▸ **Task directions**:
Check which lines in the records hold "auth" and report how many there are, with no other text.

[[ Given records open ]]

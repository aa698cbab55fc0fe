/*
 * Responsibility
 * - tokio runtime 起動
 * - app::run() の呼び出し（ロジックは置かない）
 */
use anyhow::Result;

#[tokio::main]
async fn main() -> Result<()> {
    token_gate::app::run().await
}
/*
 * Responsibility
 * - middleware の公開インターフェース (re-export)
 * - auth::bearer (認証ゲート), cors, http (request-id/trace/timeout)
 */
pub mod auth;
pub mod cors;
pub mod http;
use super::*;
use crate::test_support::{ScriptedEngine, create_test_router};
use axum::body::Body;
use axum::http::{Request, StatusCode};
use std::time::Duration;
use tower::ServiceExt;


/// Read a response body as JSON.
async fn body_json(response: axum::response::Response) -> serde_json::Value {
    let body = axum::body::to_bytes(response.into_body(), usize::MAX)
        .await
        .unwrap();
    serde_json::from_slice(&body).unwrap()
}

/// Build a JSON POST request for /download.
fn download_request(body: serde_json::Value) -> Request<Body> {
    Request::builder()
        .method("POST")
        .uri("/download")
        .header("content-type", "application/json")
        .body(Body::from(body.to_string()))
        .unwrap()
}

#[tokio::test]
async fn test_api_server_spawns() {
    let engine = Arc::new(ScriptedEngine::succeeding("Video", "mp4"));
    let temp_dir = tempfile::tempdir().unwrap();

    let mut config = Config::default();
    config.download.download_dir = temp_dir.path().to_path_buf();
    config.api.bind_address = "127.0.0.1:0".parse().unwrap(); // Port 0 = OS assigns a free port
    let config = Arc::new(config);

    let orchestrator = Arc::new(DownloadOrchestrator::new(config.clone(), engine));

    // Spawn the API server
    let api_handle = tokio::spawn({
        let config = config.clone();
        async move { start_api_server(orchestrator, config).await }
    });

    // Give it a moment to start
    tokio::time::sleep(Duration::from_millis(100)).await;

    api_handle.abort();

    // The test passes if we got here without panicking
}

#[tokio::test]
async fn test_health_endpoint() {
    let engine = Arc::new(ScriptedEngine::succeeding("Video", "mp4"));
    let (app, _temp_dir, _config) = create_test_router(engine);

    let response = app
        .oneshot(
            Request::builder()
                .uri("/health")
                .body(Body::empty())
                .unwrap(),
        )
        .await
        .unwrap();

    assert_eq!(response.status(), StatusCode::OK);

    let body = body_json(response).await;
    assert_eq!(body["status"], "ok");
    assert_eq!(body["version"], env!("CARGO_PKG_VERSION"));
}

#[tokio::test]
async fn test_cors_enabled() {
    let engine = Arc::new(ScriptedEngine::succeeding("Video", "mp4"));
    let (app, _temp_dir, _config) = create_test_router(engine);

    // Make a request with Origin header
    let request = Request::builder()
        .uri("/health")
        .header("Origin", "http://localhost:3000")
        .body(Body::empty())
        .unwrap();

    let response = app.oneshot(request).await.unwrap();

    assert_eq!(response.status(), StatusCode::OK);

    // The CORS middleware should add access-control-allow-origin header
    let headers = response.headers();
    assert!(
        headers.contains_key("access-control-allow-origin"),
        "CORS header should be present when CORS is enabled"
    );
}

#[tokio::test]
async fn test_cors_disabled() {
    let engine = Arc::new(ScriptedEngine::succeeding("Video", "mp4"));
    let (app, _temp_dir, _config) =
        crate::test_support::create_test_router_with(engine, |config| {
            config.api.cors_enabled = false;
        });

    let request = Request::builder()
        .uri("/health")
        .header("Origin", "http://localhost:3000")
        .body(Body::empty())
        .unwrap();

    let response = app.oneshot(request).await.unwrap();

    assert_eq!(response.status(), StatusCode::OK);
    assert!(
        !response.headers().contains_key("access-control-allow-origin"),
        "CORS header should be absent when CORS is disabled"
    );
}

#[tokio::test]
async fn test_openapi_spec_endpoint() {
    let engine = Arc::new(ScriptedEngine::succeeding("Video", "mp4"));
    let (app, _temp_dir, _config) = create_test_router(engine);

    let response = app
        .oneshot(
            Request::builder()
                .uri("/openapi.json")
                .body(Body::empty())
                .unwrap(),
        )
        .await
        .unwrap();

    assert_eq!(response.status(), StatusCode::OK);

    let body = body_json(response).await;
    assert!(body["paths"].get("/download").is_some());
}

[[ Given records closed ]]

▸ **Exercise result**:
2